The idea here is to take advantage of what I learned I actually need from the image file plus a library that allows me to easily deal with “alien” values. The approach now is different. The png format does not have all these different versions of headers and whatnot that can ruin your loader, it’s a much more rigid format. So now it’s easy to find the information you want (and the APIs of libpng make it much more easier).

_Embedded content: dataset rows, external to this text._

//! Logging setup for the console binary.

use std::path::PathBuf;

use anyhow::Result;
use tracing_subscriber::Layer;
use tracing_subscriber::layer::SubscriberExt;
use tracing_subscriber::util::SubscriberInitExt;

/// Setup logging to a session log file, with warnings mirrored to stderr.
///
/// The command log itself is printed by the REPL; tracing output goes to
/// the file so it never interleaves with the operator prompt.
pub fn setup_logging() -> Result<()> {
    let log_dir = log_directory();
    std::fs::create_dir_all(&log_dir)?;

    let file_appender = tracing_appender::rolling::never(&log_dir, "console.log");
    let (non_blocking_file, guard) = tracing_appender::non_blocking(file_appender);

    let env_filter = tracing_subscriber::EnvFilter::from_default_env()
        .add_directive(tracing::Level::INFO.into());

    let file_layer = tracing_subscriber::fmt::layer()
        .with_writer(non_blocking_file)
        .with_ansi(false);

    let stderr_layer = tracing_subscriber::fmt::layer()
        .with_writer(std::io::stderr)
        .with_filter(tracing_subscriber::filter::LevelFilter::WARN);

    tracing_subscriber::registry()
        .with(env_filter)
        .with(file_layer)
        .with(stderr_layer)
        .init();

    // Keep the file writer alive for the process lifetime.
    std::mem::forget(guard);

    tracing::info!("Logging initialized: {}/console.log", log_dir.display());
    Ok(())
}

/// Log directory: `AURA_LOG_DIR`, or `./logs` next to the binary.
fn log_directory() -> PathBuf {
    std::env::var_os("AURA_LOG_DIR")
        .map(PathBuf::from)
        .unwrap_or_else(|| PathBuf::from("logs"))
}
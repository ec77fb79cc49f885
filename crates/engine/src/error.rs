//! Unified error types surfaced by the engine API.
//!
//! Wraps failures from worker coordination and the interpreter round-trip
//! so clients can bubble them up with consistent context.

use thiserror::Error;
use tokio::sync::oneshot;

use crate::interpreter::InterpreterError;

pub type Result<T> = std::result::Result<T, EngineError>;

#[derive(Debug, Error)]
pub enum EngineError {
    #[error("engine builder requires a map surface")]
    MissingSurface,

    #[error("dispatch worker command channel closed")]
    CommandChannelClosed,

    #[error("dispatch worker reply channel closed")]
    ReplyChannelClosed(#[source] oneshot::error::RecvError),

    #[error("dispatch worker join failed")]
    WorkerJoin(#[source] tokio::task::JoinError),

    #[error("interpreter request failed")]
    Interpreter(#[from] InterpreterError),
}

But the real change in the approach comes from the manipulation of the png data. On our final step of loading the image I know the line that will be used is goin to be:

glTexImage2D(GL_TEXTURE_2D, 0, GL_RGBA, width, height, 0, GL_RGBA, GL_UNSIGNED_BYTE, image_data);

Which means I am only working with RGBA formats that are described by unsigned bytes. The way to deal with that is to change the png internal format. Essentially what is done is, first check how the format of the image you are loading is and change it accordingly. Is it an RGBA format already? Then everything is done. Wait, is it an RGB? Welp, let’s fill that data with a white alpha channel. Is the bit depth not 8bit? Change it!

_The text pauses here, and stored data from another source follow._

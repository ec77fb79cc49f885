//! Structured directives produced by the remote interpreter.
//!
//! Field names and aliases follow the interpreter's JSON wire form. The
//! model is deliberately lenient: unknown visualization kinds are carried
//! through as [`VizKind::Unknown`] so the router can report them instead
//! of deserialization failing the whole command.

use serde::{Deserialize, Serialize};

use crate::params::Parameters;

/// Visualization strategy selector.
///
/// Closed enumeration of the rendering strategies the router understands,
/// plus a passthrough variant preserving unrecognized wire values.
#[derive(Debug, Clone, PartialEq, Eq, strum::Display, strum::EnumString, Serialize, Deserialize)]
#[strum(serialize_all = "snake_case")]
#[serde(from = "String", into = "String")]
pub enum VizKind {
    Sweep,
    DeploySupply,
    Containment,
    PathClearance,
    PathRepair,
    DeployStatic,
    PointEffect,
    DataFlow,
    EvacuationRoute,
    /// Wire value not in the fixed set; reported, never a crash.
    #[strum(default)]
    Unknown(String),
}

impl From<String> for VizKind {
    fn from(s: String) -> Self {
        // EnumString with a default variant cannot fail.
        s.parse().unwrap_or(VizKind::Unknown(s))
    }
}

impl From<VizKind> for String {
    fn from(kind: VizKind) -> Self {
        kind.to_string()
    }
}

/// Rendering instructions embedded in a directive.
///
/// Auxiliary fields are strategy-specific and optional; absent fields fall
/// back to per-strategy defaults in the router.
#[derive(Debug, Clone, PartialEq, Serialize, Deserialize)]
pub struct VisualizationProfile {
    #[serde(rename = "type")]
    pub kind: VizKind,
    /// Skip the unit-movement animation and render immediately.
    #[serde(default)]
    pub no_unit: bool,
    /// Unit icon for the movement animation; unknown ids use the default.
    #[serde(default)]
    pub icon: Option<String>,
    #[serde(default)]
    pub color: Option<String>,
    #[serde(default)]
    pub hazard_icon: Option<String>,
    #[serde(default)]
    pub path_type: Option<String>,
    #[serde(default)]
    pub deploy_icon: Option<String>,
    #[serde(default)]
    pub count: Option<u32>,
    #[serde(default)]
    pub effect: Option<String>,
    /// Free-text environment description driving hazard overlays.
    #[serde(default)]
    pub environment: Option<String>,
}

impl VisualizationProfile {
    pub fn new(kind: VizKind) -> Self {
        Self {
            kind,
            no_unit: false,
            icon: None,
            color: None,
            hazard_icon: None,
            path_type: None,
            deploy_icon: None,
            count: None,
            effect: None,
            environment: None,
        }
    }

    /// Profile color, or the console's default accent.
    pub fn color_or_default(&self) -> &str {
        self.color.as_deref().unwrap_or("#00ddff")
    }
}

/// One interpreted operator command.
///
/// Created per interpreter response, consumed exactly once by the
/// executor, never persisted or replayed. The wire form carries both
/// `safety_critical` (operator display) and `confirmation_required` (the
/// gate input); the two usually agree but are independent fields.
#[derive(Debug, Clone, PartialEq, Serialize, Deserialize)]
pub struct Directive {
    pub intent: String,
    /// Human-readable restatement of the parsed command.
    #[serde(rename = "english", default)]
    pub english_text: String,
    #[serde(default)]
    pub safety_critical: bool,
    #[serde(default)]
    pub confirmation_required: bool,
    #[serde(default)]
    pub parameters: Parameters,
    #[serde(rename = "visualization")]
    pub visualization: VisualizationProfile,
}

impl Directive {
    /// Whether the confirmation gate must hold this directive.
    pub fn requires_confirmation(&self) -> bool {
        self.confirmation_required
    }
}
//! Abstract map rendering surface.
//!
//! The real map widget lives outside this system; the engine only needs a
//! handle-based mutation API: place a primitive, get back a [`LayerId`],
//! remove it later. [`RecordingSurface`] is the in-memory implementation
//! used by tests and available to any frontend that wants a layer census.

use std::collections::HashMap;
use std::sync::Mutex;
use std::sync::atomic::{AtomicU64, Ordering};

use ops_core::GeoPoint;

use crate::oracle::icons::IconDescriptor;

/// Opaque handle to a placed map layer.
#[derive(Debug, Clone, Copy, PartialEq, Eq, Hash, PartialOrd, Ord)]
pub struct LayerId(pub u64);

/// Marker body: an icon from the asset table, or a CSS-animated pulse.
#[derive(Debug, Clone, PartialEq)]
pub enum MarkerAppearance {
    Icon(IconDescriptor),
    /// Pulsing radial-gradient sweep in the given color.
    Sweep { color: String },
}

#[derive(Debug, Clone, PartialEq)]
pub struct MarkerStyle {
    pub appearance: MarkerAppearance,
    pub label: Option<String>,
    /// Animation class applied by the widget (e.g. `power-node-off`).
    pub effect: Option<String>,
    pub z_offset: i32,
}

impl MarkerStyle {
    pub fn icon(icon: IconDescriptor) -> Self {
        Self {
            appearance: MarkerAppearance::Icon(icon),
            label: None,
            effect: None,
            z_offset: 0,
        }
    }

    pub fn sweep(color: impl Into<String>) -> Self {
        Self {
            appearance: MarkerAppearance::Sweep {
                color: color.into(),
            },
            label: None,
            effect: None,
            z_offset: 0,
        }
    }

    pub fn with_label(mut self, label: impl Into<String>) -> Self {
        self.label = Some(label.into());
        self
    }

    pub fn with_effect(mut self, effect: impl Into<String>) -> Self {
        self.effect = Some(effect.into());
        self
    }
}

#[derive(Debug, Clone, PartialEq)]
pub struct CircleStyle {
    pub radius_m: f64,
    pub color: String,
    pub fill_color: Option<String>,
    pub fill_opacity: f64,
    pub weight: f64,
    pub dashed: bool,
    pub effect: Option<String>,
    pub label: Option<String>,
}

impl CircleStyle {
    pub fn new(radius_m: f64, color: impl Into<String>) -> Self {
        Self {
            radius_m,
            color: color.into(),
            fill_color: None,
            fill_opacity: 0.0,
            weight: 1.0,
            dashed: false,
            effect: None,
            label: None,
        }
    }

    pub fn filled(mut self, color: impl Into<String>, opacity: f64) -> Self {
        self.fill_color = Some(color.into());
        self.fill_opacity = opacity;
        self
    }

    pub fn dashed(mut self) -> Self {
        self.dashed = true;
        self
    }

    pub fn weight(mut self, weight: f64) -> Self {
        self.weight = weight;
        self
    }

    pub fn with_effect(mut self, effect: impl Into<String>) -> Self {
        self.effect = Some(effect.into());
        self
    }

    pub fn with_label(mut self, label: impl Into<String>) -> Self {
        self.label = Some(label.into());
        self
    }
}

#[derive(Debug, Clone, PartialEq)]
pub struct LineStyle {
    pub color: String,
    pub weight: f64,
    pub dashed: bool,
    pub effect: Option<String>,
}

impl LineStyle {
    pub fn new(color: impl Into<String>, weight: f64) -> Self {
        Self {
            color: color.into(),
            weight,
            dashed: false,
            effect: None,
        }
    }

    pub fn dashed(mut self) -> Self {
        self.dashed = true;
        self
    }

    pub fn with_effect(mut self, effect: impl Into<String>) -> Self {
        self.effect = Some(effect.into());
        self
    }
}

#[derive(Debug, Clone, PartialEq)]
pub struct PolygonStyle {
    pub color: String,
    pub weight: f64,
    pub fill_color: String,
    pub fill_opacity: f64,
}

/// Map mutation primitives consumed by the executor, router, and effects.
///
/// Implementations must be cheap and non-blocking; every operation is
/// called from the dispatch worker or a timer task. Operations on an
/// already-removed handle are silent no-ops, so fire-and-forget cleanup
/// timers stay harmless after a layer clear.
pub trait MapSurface: Send + Sync {
    fn add_marker(&self, at: GeoPoint, style: MarkerStyle) -> LayerId;
    fn move_marker(&self, id: LayerId, to: GeoPoint);
    /// Swap the marker's animation class (flicker effects).
    fn set_marker_effect(&self, id: LayerId, effect: Option<String>);
    fn add_circle(&self, center: GeoPoint, style: CircleStyle) -> LayerId;
    fn add_polyline(&self, points: Vec<GeoPoint>, style: LineStyle) -> LayerId;
    fn extend_polyline(&self, id: LayerId, point: GeoPoint);
    fn add_polygon(&self, ring: Vec<GeoPoint>, style: PolygonStyle) -> LayerId;
    fn remove(&self, id: LayerId);
}

// ============================================================================
// Recording implementation
// ============================================================================

/// Layer snapshot kept by [`RecordingSurface`].
#[derive(Debug, Clone)]
pub enum RecordedLayer {
    Marker {
        at: GeoPoint,
        style: MarkerStyle,
        moves: usize,
    },
    Circle {
        center: GeoPoint,
        style: CircleStyle,
    },
    Polyline {
        points: Vec<GeoPoint>,
        style: LineStyle,
    },
    Polygon {
        ring: Vec<GeoPoint>,
        style: PolygonStyle,
    },
}

#[derive(Default)]
struct RecordingState {
    live: HashMap<LayerId, RecordedLayer>,
    /// Layers removed since creation, in removal order.
    removed: Vec<LayerId>,
    total_moves: usize,
}

/// In-memory [`MapSurface`] with a queryable layer census.
#[derive(Default)]
pub struct RecordingSurface {
    next_id: AtomicU64,
    state: Mutex<RecordingState>,
}

impl RecordingSurface {
    pub fn new() -> Self {
        Self::default()
    }

    fn next(&self) -> LayerId {
        LayerId(self.next_id.fetch_add(1, Ordering::Relaxed))
    }

    fn lock(&self) -> std::sync::MutexGuard<'_, RecordingState> {
        // Mutex poisoning only happens if a panicking test held the lock.
        self.state.lock().unwrap_or_else(|e| e.into_inner())
    }

    /// Number of layers currently on the surface.
    pub fn active_count(&self) -> usize {
        self.lock().live.len()
    }

    /// Total `move_marker` calls across all markers.
    pub fn total_moves(&self) -> usize {
        self.lock().total_moves
    }

    pub fn contains(&self, id: LayerId) -> bool {
        self.lock().live.contains_key(&id)
    }

    pub fn removed_count(&self) -> usize {
        self.lock().removed.len()
    }

    /// Snapshot of live layers, in handle order.
    pub fn layers(&self) -> Vec<(LayerId, RecordedLayer)> {
        let state = self.lock();
        let mut layers: Vec<_> = state
            .live
            .iter()
            .map(|(id, layer)| (*id, layer.clone()))
            .collect();
        layers.sort_by_key(|(id, _)| *id);
        layers
    }

    /// Live circles, in handle order.
    pub fn circles(&self) -> Vec<(GeoPoint, CircleStyle)> {
        self.layers()
            .into_iter()
            .filter_map(|(_, layer)| match layer {
                RecordedLayer::Circle { center, style } => Some((center, style)),
                _ => None,
            })
            .collect()
    }

    /// Live markers, in handle order.
    pub fn markers(&self) -> Vec<(GeoPoint, MarkerStyle)> {
        self.layers()
            .into_iter()
            .filter_map(|(_, layer)| match layer {
                RecordedLayer::Marker { at, style, .. } => Some((at, style)),
                _ => None,
            })
            .collect()
    }
}

impl MapSurface for RecordingSurface {
    fn add_marker(&self, at: GeoPoint, style: MarkerStyle) -> LayerId {
        let id = self.next();
        self.lock().live.insert(
            id,
            RecordedLayer::Marker {
                at,
                style,
                moves: 0,
            },
        );
        id
    }

    fn move_marker(&self, id: LayerId, to: GeoPoint) {
        let mut state = self.lock();
        let mut moved = false;
        if let Some(RecordedLayer::Marker { at, moves, .. }) = state.live.get_mut(&id) {
            *at = to;
            *moves += 1;
            moved = true;
        }
        if moved {
            state.total_moves += 1;
        }
    }

    fn set_marker_effect(&self, id: LayerId, effect: Option<String>) {
        if let Some(RecordedLayer::Marker { style, .. }) = self.lock().live.get_mut(&id) {
            style.effect = effect;
        }
    }

    fn add_circle(&self, center: GeoPoint, style: CircleStyle) -> LayerId {
        let id = self.next();
        self.lock()
            .live
            .insert(id, RecordedLayer::Circle { center, style });
        id
    }

    fn add_polyline(&self, points: Vec<GeoPoint>, style: LineStyle) -> LayerId {
        let id = self.next();
        self.lock()
            .live
            .insert(id, RecordedLayer::Polyline { points, style });
        id
    }

    fn extend_polyline(&self, id: LayerId, point: GeoPoint) {
        if let Some(RecordedLayer::Polyline { points, .. }) = self.lock().live.get_mut(&id) {
            points.push(point);
        }
    }

    fn add_polygon(&self, ring: Vec<GeoPoint>, style: PolygonStyle) -> LayerId {
        let id = self.next();
        self.lock()
            .live
            .insert(id, RecordedLayer::Polygon { ring, style });
        id
    }

    fn remove(&self, id: LayerId) {
        let mut state = self.lock();
        if state.live.remove(&id).is_some() {
            state.removed.push(id);
        }
    }
}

Here is part of that code in action, with API calls from libpng:

if(bit_depth == 16)
    png_set_strip_16(pngStruct);

if(color_type == PNG_COLOR_TYPE_PALETTE)
    png_set_palette_to_rgb(pngStruct);

// PNG_COLOR_TYPE_GRAY_ALPHA is always 8 or 16bit depth.
if(color_type == PNG_COLOR_TYPE_GRAY && bit_depth < 8)
    png_set_expand_gray_1_2_4_to_8(pngStruct);

// These color_type don't have an alpha channel then fill it with 0xff.
if(color_type == PNG_COLOR_TYPE_RGB ||
    color_type == PNG_COLOR_TYPE_GRAY ||
    color_type == PNG_COLOR_TYPE_PALETTE)
    png_set_filler(pngStruct, 0xFF, PNG_FILLER_AFTER);

And then after all of that you are done and can finally send the data to your shader and mess with your objects.

Some Final Words

That was my small, but full of lessons, journey through the world of image files. I hope this can help people who got stuck in this part of creating your own object loader. I strongly using a third party library to read the data, as it can have all sorts of different formats. Though I to believe a lower level one such as libpng is they way to go if you are interested in learning how this loading actually works, as you can see by this post when I was using SOIL which abstracted all this stuff I had no idea of what it was actually doing (and it was doing A LOT).

Also, can stress this enough, use a very simple object to test your loader. Don’t throw in a huge object with tons of geometry and complex texture patters, it will be a lot harder to understand what is going on. You can throw a complicated image (like the room image I used on the header of this post) to test it after you have got your small cube to work.